Saturday, May 9, 2015

Mom

  
She was two years old when her daddy died, and her mom remarried a man who was abusive to her mother and to her.

Her mother (my grandma) ended up institutionalized and Mom lived with her stepfather who continued to be abusive.  When she was eighteen, Mom went to live with her Uncle Jim and Aunt Beulah.  They were good people. (I remember Pappy (uncle Jim) mostly for his large yard that was 100% garden and for the black licorice babies that he would give each of us kids every other Sunday when he and Mom would go to visit my grandma)  Mom was thrilled when she got to go and live with them, and they actually allowed her to date (at age eighteen)! 

My Pappy
Mom had a thing for guys in uniform; so when her and her friend spied two Navy guys leaving a local club one night the girls were on them like peanut butter on jelly. 

“I want the tall one,” Mom said.  

 Dad was the short one.  

And now you know the rest of the story....
My dad - the short one on the left
But Mom was an optimist, and she knew how to make things work.  

A nice sized rock for my Dad to stand on made him taller… 
Cereal for supper made our money go farther…  and peritoneal dialysis made her last days more bearable. 


Mom was not perfect.  

She would have been the first one to enlighten you if you said that she was.  

But I did not know one person who did not like her, 
flaws and all. 



Sitting at her dialysis table.  She did a solution exchange 4X a day and it took an hour for each one.  Since she was almost blind, she had to feel to do it.
On this Mother’s Day I remember the one and only person who made me feel as though I hung the moon.  The one I could call on the phone anytime and talk about anything.  The one who cared and loved me unconditionally. The one who felt I was important, special, loved no matter what!

May 8, 1994

It was a beautiful day.  Mothers Day.   It felt good to concentrate on my family and getting the kids and myself off to Sunday school and church.  

The week had been busy.  Multiple doctor visits for Mom meant I had to fight that big bulky wheel chair a number of times that week.  Getting it in and out of the car was almost impossible, it was so heavy and cumbersome.  Mom's mood didn't help.  I tried to smile and stay positive but the day she scolded me when she felt the wheelchair was not positioned just right had brought tears to my eyes and I had to swallow the lump that was in my throat without letting her know that her words hurt me.  She was not usually like that, but I understood.  She wasn't feeling well.  

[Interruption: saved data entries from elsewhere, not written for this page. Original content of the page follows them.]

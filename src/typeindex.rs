// Copyright (c) 2025-2026 Adrian Robinson. Licensed under the AGPL-3.0.
// See LICENSE file in the project root for full license text.

//! Reverse index from type identifiers to the addresses implementing them.
//!
//! Answers "which addresses implement type T" without scanning the
//! namespace tree, and the inverse "which types does address A carry".
//! The index is maintained from structure descriptions: registering an
//! address walks the structure's children and indexes each child under
//! its absolute address.
//!
//! Removal is hierarchical: removing `/a` also removes `/a/b` from
//! every type, while the sibling `/ab` is untouched (component-wise
//! containment, not string prefixing). Removal scans every type's
//! address set, so its cost grows with total index size - a deliberate
//! trade of asymptotics for simplicity; callers restructuring large
//! subtrees should expect that latency.

use std::collections::{BTreeMap, BTreeSet, HashMap};

use parking_lot::Mutex;
use tracing::trace;

use crate::address;
use crate::metrics;

/// Structure description consumed when indexing a subtree. Implemented
/// by the namespace's node model; [`StructureNode`] is a ready-made
/// concrete form.
pub trait TypedNode {
    /// Type identifiers this node implements, in declaration order.
    fn node_types(&self) -> Vec<String>;

    /// Children as (relative key, child structure) pairs.
    fn children(&self) -> Vec<(String, &dyn TypedNode)>;
}

/// Self-contained structure description tree.
#[derive(Debug, Clone, Default)]
pub struct StructureNode {
    pub types: Vec<String>,
    pub children: BTreeMap<String, StructureNode>,
}

impl StructureNode {
    #[must_use]
    pub fn new<I, S>(types: I) -> Self
    where
        I: IntoIterator<Item = S>,
        S: Into<String>,
    {
        Self {
            types: types.into_iter().map(Into::into).collect(),
            children: BTreeMap::new(),
        }
    }

    /// Builder-style child attachment.
    #[must_use]
    pub fn with_child(mut self, key: impl Into<String>, child: StructureNode) -> Self {
        self.children.insert(key.into(), child);
        self
    }
}

impl TypedNode for StructureNode {
    fn node_types(&self) -> Vec<String> {
        self.types.clone()
    }

    fn children(&self) -> Vec<(String, &dyn TypedNode)> {
        self.children
            .iter()
            .map(|(key, child)| (key.clone(), child as &dyn TypedNode))
            .collect()
    }
}

/// In-memory type -> address reverse index.
///
/// One lock guards all four operations; this is the most contended
/// structure during bulk namespace restructuring.
#[derive(Debug, Default)]
pub struct TypeIndex {
    by_type: Mutex<HashMap<String, BTreeSet<String>>>,
}

impl TypeIndex {
    #[must_use]
    pub fn new() -> Self {
        Self::default()
    }

    /// Register `addr` under every type its structure lists, then
    /// recurse into the structure's children under their absolute
    /// addresses. Idempotent: the underlying association is a set.
    pub fn add_types(&self, addr: &str, structure: &dyn TypedNode) {
        let mut by_type = self.by_type.lock();
        Self::add_recursive(&mut by_type, addr, structure);
        metrics::set_type_index_types(by_type.len());
    }

    fn add_recursive(
        by_type: &mut HashMap<String, BTreeSet<String>>,
        addr: &str,
        structure: &dyn TypedNode,
    ) {
        for ty in structure.node_types() {
            by_type.entry(ty).or_default().insert(addr.to_string());
        }
        for (key, child) in structure.children() {
            let child_addr = address::child_address(addr, &key);
            Self::add_recursive(by_type, &child_addr, child);
        }
    }

    /// Remove `addr` and every component-wise descendant from all type
    /// associations. Types left without addresses are dropped entirely.
    /// Idempotent.
    pub fn remove_address(&self, addr: &str) {
        let mut by_type = self.by_type.lock();
        for addresses in by_type.values_mut() {
            addresses.retain(|candidate| !address::is_ancestor_or_self(addr, candidate));
        }
        by_type.retain(|_, addresses| !addresses.is_empty());
        metrics::set_type_index_types(by_type.len());
        trace!(address = %addr, "subtree removed from type index");
    }

    /// Sorted addresses registered under `ty`; empty for unknown types.
    #[must_use]
    pub fn addresses_of_type(&self, ty: &str) -> Vec<String> {
        self.by_type
            .lock()
            .get(ty)
            .map(|addresses| addresses.iter().cloned().collect())
            .unwrap_or_default()
    }

    /// Sorted types associated with exactly `addr` (not its descendants).
    #[must_use]
    pub fn types_of_address(&self, addr: &str) -> Vec<String> {
        let by_type = self.by_type.lock();
        let mut types: Vec<String> = by_type
            .iter()
            .filter(|(_, addresses)| addresses.contains(addr))
            .map(|(ty, _)| ty.clone())
            .collect();
        types.sort();
        types
    }

    /// Number of types with at least one address.
    #[must_use]
    pub fn type_count(&self) -> usize {
        self.by_type.lock().len()
    }

    #[must_use]
    pub fn is_empty(&self) -> bool {
        self.by_type.lock().is_empty()
    }
}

The day was mine.  I would enjoy it with my kids and take Mom some dinner later.  We were ready to walk out the door when the phone rang.  

She needed me.

Would I ever have a life again?  Would I ever know what it was like to not have to drop what I was doing and drive over to Mom's to help her out of the chair?  Or to help with her dialysis when she could no longer see to do it?  Or do an emergency trip to the ER?  Or pick up a script?  Or, as in that day's unusual emergency, free her walker from being stuck between the bedroom and the bathroom?  

Frustrated, I did what I had to do.  

 God is glorious in how He orders our steps, changes our plans, humbles us, and brings us where we need to be in our lives.  

When I walked into Mom's apartment, the sun shone warm through the big window that overlooked the parking lot below.  I no longer felt violated by having to give up my own agenda yet again, but rather, a peace came over me like never before.  After freeing Mom's walker, I made her toast for breakfast.  She was having a good day, so then I made her a second helping of toast.  We talked and laughed and she thanked me over and over again.  I didn't want to leave and so I stayed into the afternoon.  Then I went and stood in a long line that seemed to go on forever so I could pick up dinner (chopped steak, mashed potatoes with gravy and green beans from the Silver Leaf Restaurant, that was her request for the day) and bring it back for her.  

Two months later, she was gone.  

Though at the time my patience was tried to the limit, I knew in my heart that one day I would be grateful for the opportunity to serve Mom for those years she was ill.  

She was a pretty good mom in spite of her troubled childhood.  So often today, adults blame their brokenness on the way they were raised.  It is my conclusion that we need to come to a point in our lives where we accept responsibility for our decisions and our actions.  Mom is proof that living a good, honest life of integrity and becoming better comes from learning and growing into a responsible adult, forgiving the hurt that was caused her by others, and moving on having learned from her own mistakes and of those who went before her.    

Our last Mother's Day together will always hold a special place in my heart.

I love and miss you Mom, and I’m so looking forward to our reunion one day.